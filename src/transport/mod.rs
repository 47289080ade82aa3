//! Transport seam between the request pipeline and the daemon
//!
//! Everything above this module speaks in terms of [`Request`] and
//! [`Response`]; the bytes on the wire belong to a [`Transport`].

mod http;

use std::fmt;
use std::io::{Cursor, Read};
use std::time::Duration;

use ::http::header::{HeaderName, HeaderValue, CONTENT_TYPE};
use ::http::{HeaderMap, Method, StatusCode};
use serde::Serialize;

use crate::{Error, Result};

pub use self::http::HttpTransport;

/// Sends one request and hands back the response head plus a readable body
#[cfg_attr(test, mockall::automock)]
pub trait Transport: Send + Sync {
    fn send(&self, request: Request) -> Result<Response>;
}

/// Request payload with its content type
#[derive(Debug, Clone)]
pub struct Body {
    pub content_type: &'static str,
    pub data: Vec<u8>,
}

impl Body {
    pub fn json<T: Serialize + ?Sized>(value: &T) -> Result<Self> {
        Ok(Self {
            content_type: "application/json",
            data: serde_json::to_vec(value)?,
        })
    }

    pub fn tar(data: Vec<u8>) -> Self {
        Self {
            content_type: "application/x-tar",
            data,
        }
    }

}

/// How long the transport waits for a response
#[derive(Debug, Clone, Copy, Default, PartialEq, Eq)]
pub enum Deadline {
    /// The transport's configured timeout
    #[default]
    Default,
    After(Duration),
    /// Wait as long as the daemon takes, e.g. for `/wait`
    Never,
}

#[derive(Debug, Clone)]
pub struct Request {
    pub method: Method,
    /// Path plus query string, e.g. `/v1.24/containers/json?all=1`
    pub path: String,
    pub headers: HeaderMap,
    pub body: Option<Body>,
    pub timeout: Deadline,
    /// Body is consumed incrementally; no read timeout applies
    pub stream: bool,
}

impl Request {
    pub fn new(method: Method, path: impl Into<String>) -> Self {
        Self {
            method,
            path: path.into(),
            headers: HeaderMap::new(),
            body: None,
            timeout: Deadline::Default,
            stream: false,
        }
    }

    pub fn get(path: impl Into<String>) -> Self {
        Self::new(Method::GET, path)
    }

    pub fn post(path: impl Into<String>) -> Self {
        Self::new(Method::POST, path)
    }

    pub fn put(path: impl Into<String>) -> Self {
        Self::new(Method::PUT, path)
    }

    pub fn delete(path: impl Into<String>) -> Self {
        Self::new(Method::DELETE, path)
    }

    pub fn json<T: Serialize + ?Sized>(mut self, value: &T) -> Result<Self> {
        self.body = Some(Body::json(value)?);
        Ok(self)
    }

    pub fn body(mut self, body: Body) -> Self {
        self.body = Some(body);
        self
    }

    pub fn header(mut self, name: &'static str, value: &str) -> Result<Self> {
        let value = HeaderValue::from_str(value)
            .map_err(|e| Error::InvalidArgument(format!("invalid {} header: {}", name, e)))?;
        self.headers.insert(HeaderName::from_static(name), value);
        Ok(self)
    }

    pub fn timeout(mut self, timeout: Duration) -> Self {
        self.timeout = Deadline::After(timeout);
        self
    }

    /// Disable the response timeout entirely
    pub fn no_timeout(mut self) -> Self {
        self.timeout = Deadline::Never;
        self
    }

    pub fn stream(mut self, stream: bool) -> Self {
        self.stream = stream;
        self
    }

    /// Ask the daemon to hijack the connection (attach/exec)
    pub fn upgrade(mut self) -> Self {
        self.headers
            .insert(::http::header::CONNECTION, HeaderValue::from_static("Upgrade"));
        self.headers
            .insert(::http::header::UPGRADE, HeaderValue::from_static("tcp"));
        self
    }

    pub fn is_upgrade(&self) -> bool {
        self.headers.contains_key(::http::header::UPGRADE)
    }

    /// Path without the query string
    pub fn route(&self) -> &str {
        self.path.split('?').next().unwrap_or(&self.path)
    }

    /// Decoded value of one query parameter
    pub fn query_param(&self, key: &str) -> Option<String> {
        let (_, query) = self.path.split_once('?')?;
        url::form_urlencoded::parse(query.as_bytes())
            .find(|(k, _)| k == key)
            .map(|(_, v)| v.into_owned())
    }
}

/// Response head plus a body that is read on demand
pub struct Response {
    pub status: StatusCode,
    pub headers: HeaderMap,
    pub body: Box<dyn Read + Send>,
}

impl Response {
    pub fn new(status: StatusCode, body: impl Read + Send + 'static) -> Self {
        Self {
            status,
            headers: HeaderMap::new(),
            body: Box::new(body),
        }
    }

    pub fn from_bytes(status: StatusCode, data: impl Into<Vec<u8>>) -> Self {
        Self::new(status, Cursor::new(data.into()))
    }

    pub fn json(status: StatusCode, value: &serde_json::Value) -> Self {
        let mut response = Self::from_bytes(status, value.to_string());
        response
            .headers
            .insert(CONTENT_TYPE, HeaderValue::from_static("application/json"));
        response
    }

    pub fn empty(status: StatusCode) -> Self {
        Self::from_bytes(status, Vec::new())
    }

    pub fn with_header(mut self, name: &'static str, value: &str) -> Self {
        if let Ok(value) = HeaderValue::from_str(value) {
            self.headers.insert(HeaderName::from_static(name), value);
        }
        self
    }

    pub fn header_str(&self, name: &str) -> Option<&str> {
        self.headers.get(name).and_then(|v| v.to_str().ok())
    }

    pub fn bytes(mut self) -> Result<Vec<u8>> {
        let mut buf = Vec::new();
        self.body.read_to_end(&mut buf)?;
        Ok(buf)
    }
}

impl fmt::Debug for Response {
    fn fmt(&self, f: &mut fmt::Formatter<'_>) -> fmt::Result {
        f.debug_struct("Response")
            .field("status", &self.status)
            .field("headers", &self.headers)
            .finish_non_exhaustive()
    }
}

#[cfg(test)]
mod tests {
    use super::*;

    #[test]
    fn test_request_builder() {
        let req = Request::post("/v1.24/containers/create?name=web")
            .json(&serde_json::json!({"Image": "alpine"}))
            .unwrap()
            .timeout(Duration::from_secs(3));

        assert_eq!(req.method, Method::POST);
        assert_eq!(req.route(), "/v1.24/containers/create");
        assert_eq!(req.query_param("name").as_deref(), Some("web"));
        assert_eq!(req.body.as_ref().unwrap().content_type, "application/json");
        assert!(!req.is_upgrade());
        assert!(req.upgrade().is_upgrade());
    }

    #[test]
    fn test_request_deadline() {
        assert_eq!(Request::get("/_ping").timeout, Deadline::Default);
        assert_eq!(
            Request::get("/_ping").timeout(Duration::from_secs(3)).timeout,
            Deadline::After(Duration::from_secs(3))
        );
        assert_eq!(Request::post("/containers/abc/wait").no_timeout().timeout, Deadline::Never);
    }

    #[test]
    fn test_response_bytes() {
        let resp = Response::from_bytes(StatusCode::OK, "hello").with_header("x-test", "1");
        assert_eq!(resp.header_str("x-test"), Some("1"));
        assert_eq!(resp.bytes().unwrap(), b"hello");
    }
}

────────────────────────────────────────

### Exercise brief
Give back every line from the beginning of the records through the line holding "pub use self::http::HttpTransport;", exactly as it reads, and leave out the rest.

### Reply to the exercise
filename src/transport/mod.rs
repository 47289080ade82aa3
//! Transport seam between the request pipeline and the daemon
//!
//! Everything above this module speaks in terms of [`Request`] and
//! [`Response`]; the bytes on the wire belong to a [`Transport`].

mod http;

use std::fmt;
use std::io::{Cursor, Read};
use std::time::Duration;

use ::http::header::{HeaderName, HeaderValue, CONTENT_TYPE};
use ::http::{HeaderMap, Method, StatusCode};
use serde::Serialize;

use crate::{Error, Result};

pub use self::http::HttpTransport;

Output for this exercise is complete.